The immediate path forward is paved with toxicology tests that cost nearly $200,000; FDA hearings in Washington, DC; and the potential of a yearlong wait before they can actually manufacture the therapy. While Gray in North Carolina was able to make an initial batch of the viral vector in his lab for preclinical testing, he doesn’t have the equipment or capacity to produce it in the quantity or concentration needed for humans. In fact, he explains, there are probably only about a dozen sites in the world that do, and the recent renaissance of gene therapy has led to bottlenecks at all of them. “Most are booking out a year from now,” he tells me. “The clock is literally ticking. Every day really does matter.”
Nobody can say for sure whether Talia will be here in a year. Since so few cases of CMT4J have been documented and closely monitored, it is impossible for doctors to accurately predict how quickly her disorder will continue to progress. The life expectancy for patients is highly variable: In one case, a 56-year-old man wasn’t diagnosed until after he retired as a firefighter and noticed that the muscles in his hands and feet were acting strangely. In other cases, children began exhibiting symptoms as early as age three.
Jocelyn knows that Talia might not live long enough to reap the fruits of her labor. “My biggest fear is that we’ll have this proof of concept,” she says, “and we’ll not have the money needed to move forward.” Regardless, she is committed to seeing the mission of Cure CMT4J through to the end, knowing that in some small way, Talia’s journey will make it easier for other families to find their paths through the unforgiving world of rare diseases: “I’m hopeful that perhaps in the future people won’t have to do what we’re doing.” Her daydreams of her daughters skipping hand in hand down the street have been replaced by daydreams of a medical center where patients with rare genetic disease are diagnosed and matched to an appropriate treatment right on the spot. “It won’t cost millions of dollars,” she says. “Just go and get your treatment and be on your way.”
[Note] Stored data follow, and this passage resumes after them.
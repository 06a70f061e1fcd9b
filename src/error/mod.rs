//! Error taxonomy: domain kinds that callers branch on, plus the store-level
//! kind set the credential store surfaces.

use axum::{
    http::StatusCode,
    response::{IntoResponse, Response},
    Json,
};
use serde_json::json;
use thiserror::Error;

/// Errors surfaced by the credential store.
///
/// Only `NotFound` and `AlreadyExists` are meaningful to the service; any
/// `Backend` failure is collapsed to [`AppError::Internal`] at the boundary.
#[derive(Error, Debug)]
pub enum StoreError {
    #[error("record not found")]
    NotFound,

    #[error("record already exists")]
    AlreadyExists,

    #[error(transparent)]
    Backend(sqlx::Error),
}

impl From<sqlx::Error> for StoreError {
    fn from(err: sqlx::Error) -> Self {
        match &err {
            sqlx::Error::RowNotFound => StoreError::NotFound,
            sqlx::Error::Database(db_err) if db_err.is_unique_violation() => {
                StoreError::AlreadyExists
            }
            _ => StoreError::Backend(err),
        }
    }
}

/// Application-level errors. Each variant is a distinct outward-facing kind;
/// transports map on the variant, never on the message text.
#[derive(Error, Debug)]
pub enum AppError {
    /// Wrong email/password pair. Also covers "no such user" so callers
    /// cannot probe which accounts exist.
    #[error("invalid credentials")]
    InvalidCredentials,

    #[error("user already exists")]
    UserExists,

    #[error("user not found")]
    UserNotFound,

    #[error("app not found")]
    AppNotFound,

    #[error("invalid argument: {0}")]
    InvalidArgument(String),

    /// Hashing, signing, or unclassified store failure. The chain is logged
    /// server-side; callers get a fixed message.
    #[error("internal error")]
    Internal(#[from] anyhow::Error),
}

impl IntoResponse for AppError {
    fn into_response(self) -> Response {
        let (status, message) = match &self {
            AppError::InvalidCredentials => (StatusCode::UNAUTHORIZED, "invalid credentials"),
            AppError::UserExists => (StatusCode::CONFLICT, "user already exists"),
            AppError::UserNotFound => (StatusCode::NOT_FOUND, "user not found"),
            AppError::AppNotFound => (StatusCode::NOT_FOUND, "app not found"),
            AppError::InvalidArgument(msg) => (StatusCode::BAD_REQUEST, msg.as_str()),
            AppError::Internal(err) => {
                tracing::error!("internal error: {err:#}");
                (StatusCode::INTERNAL_SERVER_ERROR, "internal error")
            }
        };

        let body = Json(json!({ "error": message }));
        (status, body).into_response()
    }
}

pub type AppResult<T> = Result<T, AppError>;

#[cfg(test)]
mod tests {
    use super::*;

    #[test]
    fn row_not_found_maps_to_not_found() {
        assert!(matches!(
            StoreError::from(sqlx::Error::RowNotFound),
            StoreError::NotFound
        ));
    }

    #[test]
    fn status_codes_per_kind() {
        assert_eq!(
            AppError::InvalidCredentials.into_response().status(),
            StatusCode::UNAUTHORIZED
        );
        assert_eq!(
            AppError::UserExists.into_response().status(),
            StatusCode::CONFLICT
        );
        assert_eq!(
            AppError::UserNotFound.into_response().status(),
            StatusCode::NOT_FOUND
        );
        assert_eq!(
            AppError::AppNotFound.into_response().status(),
            StatusCode::NOT_FOUND
        );
        assert_eq!(
            AppError::InvalidArgument("user_id must be positive".into())
                .into_response()
                .status(),
            StatusCode::BAD_REQUEST
        );
    }

    #[test]
    fn internal_body_is_fixed() {
        let res = AppError::Internal(anyhow::anyhow!("pool exhausted: connect timeout"))
            .into_response();
        assert_eq!(res.status(), StatusCode::INTERNAL_SERVER_ERROR);
    }
}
Talia has daydreams of her own. There are times when she gets frustrated by her body’s limitations, and she’ll say, “Mom, I can’t walk” or “Mom, I can’t run.” And Jocelyn will tell her that’s why everyone is working so hard to make a medicine for her. And then Talia will let her imagination run wild and say, “Mom, I can’t fly.” And Jocelyn will tell her, “It’s okay, sweetheart. I can’t fly, either.”